We support the principle of joint registration but we do not feel that, at the moment, the exemptions in the schedule go wide enough. We would like to be reassured about cases involving a vulnerable woman on her own who may have been subjected to domestic violence, and a father who exercises his right to be registered on the birth certificate and uses that as a lever to get to her and her family. That is the situation we are concerned about, and we are aiming to ensure that, without the full recourse through the courts—I am sure that the hon. Member for Forest of Dean would appreciate that going through the courts is often a difficult and traumatic business, particularly for a young mother on her own—
Mr. Harper: The hon. Gentleman has not read section 4(1)(a) of the 1989 Act clearly enough. It is the father who has to apply to the court to get parental responsibility for the child, not the mother. It is the father who has to kick off this process, and the mother will then be able to put relevant information before the court to inform the court’s decision. But it is not the mother who has to go to the court and start the process off.
Paul Rowen: I appreciate that, but my concern is about young mums who have recently given birth being put through that process. It could be used as a lever, as a stick with which to get at those mothers, who might have been subjected to domestic violence in the past. While the hon. Gentleman or I—in a very stable mental condition, hopefully—would not have a problem with defending ourselves through the courts, it would be more difficult for someone who has been subject to domestic violence. We are seeking safeguards to ensure that the application of this joint registration will not be used as a lever to get at the mother. We would like to be reassured that this clause and schedule have been thought through. Certainly, a number of charities—Gingerbread, the NSPCC and Family Action—have concerns about how they are worded.

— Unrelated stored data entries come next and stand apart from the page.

//! Transaction model
//!
//! A transaction is one recorded income or expense event. The sign of the
//! amount is the kind: positive is income, negative is expense. Transactions
//! are never edited after creation.

use chrono::{DateTime, Datelike, TimeZone, Utc};
use serde::{Deserialize, Serialize};
use std::fmt;

use super::ids::TransactionId;
use super::money::Money;

/// Prefix that marks income categories in spending breakdowns
pub const INCOME_LABEL_PREFIX: &str = "Income:";

/// Income or expense, derived from the amount's sign
#[derive(Debug, Clone, Copy, PartialEq, Eq)]
pub enum TransactionKind {
    Income,
    Expense,
}

impl fmt::Display for TransactionKind {
    fn fmt(&self, f: &mut fmt::Formatter<'_>) -> fmt::Result {
        match self {
            Self::Income => write!(f, "Income"),
            Self::Expense => write!(f, "Expense"),
        }
    }
}

/// A financial transaction
#[derive(Debug, Clone, PartialEq, Eq, Serialize, Deserialize)]
pub struct Transaction {
    /// Unique identifier
    pub id: TransactionId,

    /// Amount (positive for income, negative for expense)
    pub amount: Money,

    /// Category label, e.g. "Food" or "Salary"
    pub category: String,

    /// When the transaction happened
    pub timestamp: DateTime<Utc>,

    #[serde(default, skip_serializing_if = "Option::is_none")]
    pub note: Option<String>,
}

impl Transaction {
    /// Create a new transaction stamped now
    pub fn new(amount: Money, category: impl Into<String>) -> Self {
        Self::at(amount, category, Utc::now())
    }

    /// Create a new transaction with an explicit timestamp
    pub fn at(amount: Money, category: impl Into<String>, timestamp: DateTime<Utc>) -> Self {
        Self {
            id: TransactionId::new(),
            amount,
            category: category.into().trim().to_string(),
            timestamp,
            note: None,
        }
    }

    /// Attach a note; blank notes are dropped
    pub fn with_note(mut self, note: impl Into<String>) -> Self {
        let note = note.into();
        let note = note.trim();
        self.note = (!note.is_empty()).then(|| note.to_string());
        self
    }

    pub fn kind(&self) -> TransactionKind {
        if self.amount.is_negative() {
            TransactionKind::Expense
        } else {
            TransactionKind::Income
        }
    }

    pub fn is_income(&self) -> bool {
        self.amount.is_positive()
    }

    pub fn is_expense(&self) -> bool {
        self.amount.is_negative()
    }

    /// Label used when grouping spending: income categories are prefixed
    pub fn spending_label(&self) -> String {
        match self.kind() {
            TransactionKind::Income => format!("{}{}", INCOME_LABEL_PREFIX, self.category),
            TransactionKind::Expense => self.category.clone(),
        }
    }

    /// Whether the transaction falls in the calendar month of `instant`,
    /// reckoned in `instant`'s own time zone
    pub fn in_month_of<Tz: TimeZone>(&self, instant: &DateTime<Tz>) -> bool {
        let local = self.timestamp.with_timezone(&instant.timezone());
        local.year() == instant.year() && local.month() == instant.month()
    }

    /// Validate the transaction
    pub fn validate(&self) -> Result<(), TransactionValidationError> {
        if self.amount.is_zero() {
            return Err(TransactionValidationError::ZeroAmount);
        }
        if !self.amount.is_within_limit() {
            return Err(TransactionValidationError::AmountTooLarge);
        }
        if self.category.trim().is_empty() {
            return Err(TransactionValidationError::MissingCategory);
        }
        Ok(())
    }
}

impl fmt::Display for Transaction {
    fn fmt(&self, f: &mut fmt::Formatter<'_>) -> fmt::Result {
        write!(
            f,
            "{} {} {} {}",
            self.id,
            self.timestamp.format("%Y-%m-%d"),
            self.category,
            self.amount
        )
    }
}

/// Validation errors for transactions
#[derive(Debug, Clone, PartialEq, Eq)]
pub enum TransactionValidationError {
    ZeroAmount,
    AmountTooLarge,
    MissingCategory,
}

impl fmt::Display for TransactionValidationError {
    fn fmt(&self, f: &mut fmt::Formatter<'_>) -> fmt::Result {
        match self {
            Self::ZeroAmount => write!(f, "Amount must not be zero"),
            Self::AmountTooLarge => write!(
                f,
                "Amount must not exceed {} in magnitude",
                Money::from_cents(Money::MAX_UNITS * 100)
            ),
            Self::MissingCategory => write!(f, "Category must not be empty"),
        }
    }
}

impl std::error::Error for TransactionValidationError {}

Meg Munn (Sheffield, Heeley) (Lab/Co-op): I do not want to discuss the issues in as much detail as we did in the evidence session, but it is important that we are clear that we are talking about two separate things. I have a great deal of sympathy with the comments of the hon. Member for Forest of Dean, but not with those of the hon. Member for Rochdale. The Government need to be fundamentally clear whether they accept that in principle, wherever practicable, a child has the right to know, through its being recorded on their birth certificate, who their birth parents are.
We are very clear in adoption legislation that at the age of 18 a child may go back and find out who their birth parents are. What is different in this situation? The practicalities of doing this are important. I agree that knowing where a person is may pose a problem, but should that be a reason not to seek to register the name of the father on a birth certificate?
I have campaigned for many years and spoken a great deal on the issues of domestic violence, but it is enormously important to separate birth registration from the mechanisms by which we protect mothers and children from violent fathers. We have processes through the court which allow people to take out injunctions. Over the last few years we have dramatically improved the processes to protect families and children. This should not prevent registration of a father’s name on a birth certificate.
Unlike the hon. Member for Rochdale, I am concerned that the exemptions are too widely drawn. Our view needs to be that, wherever possible, the father’s name should be on the birth certificate; where there is a need to protect a family, because there may be a threat of violence, that should be pursued through other legislation, not this legislation.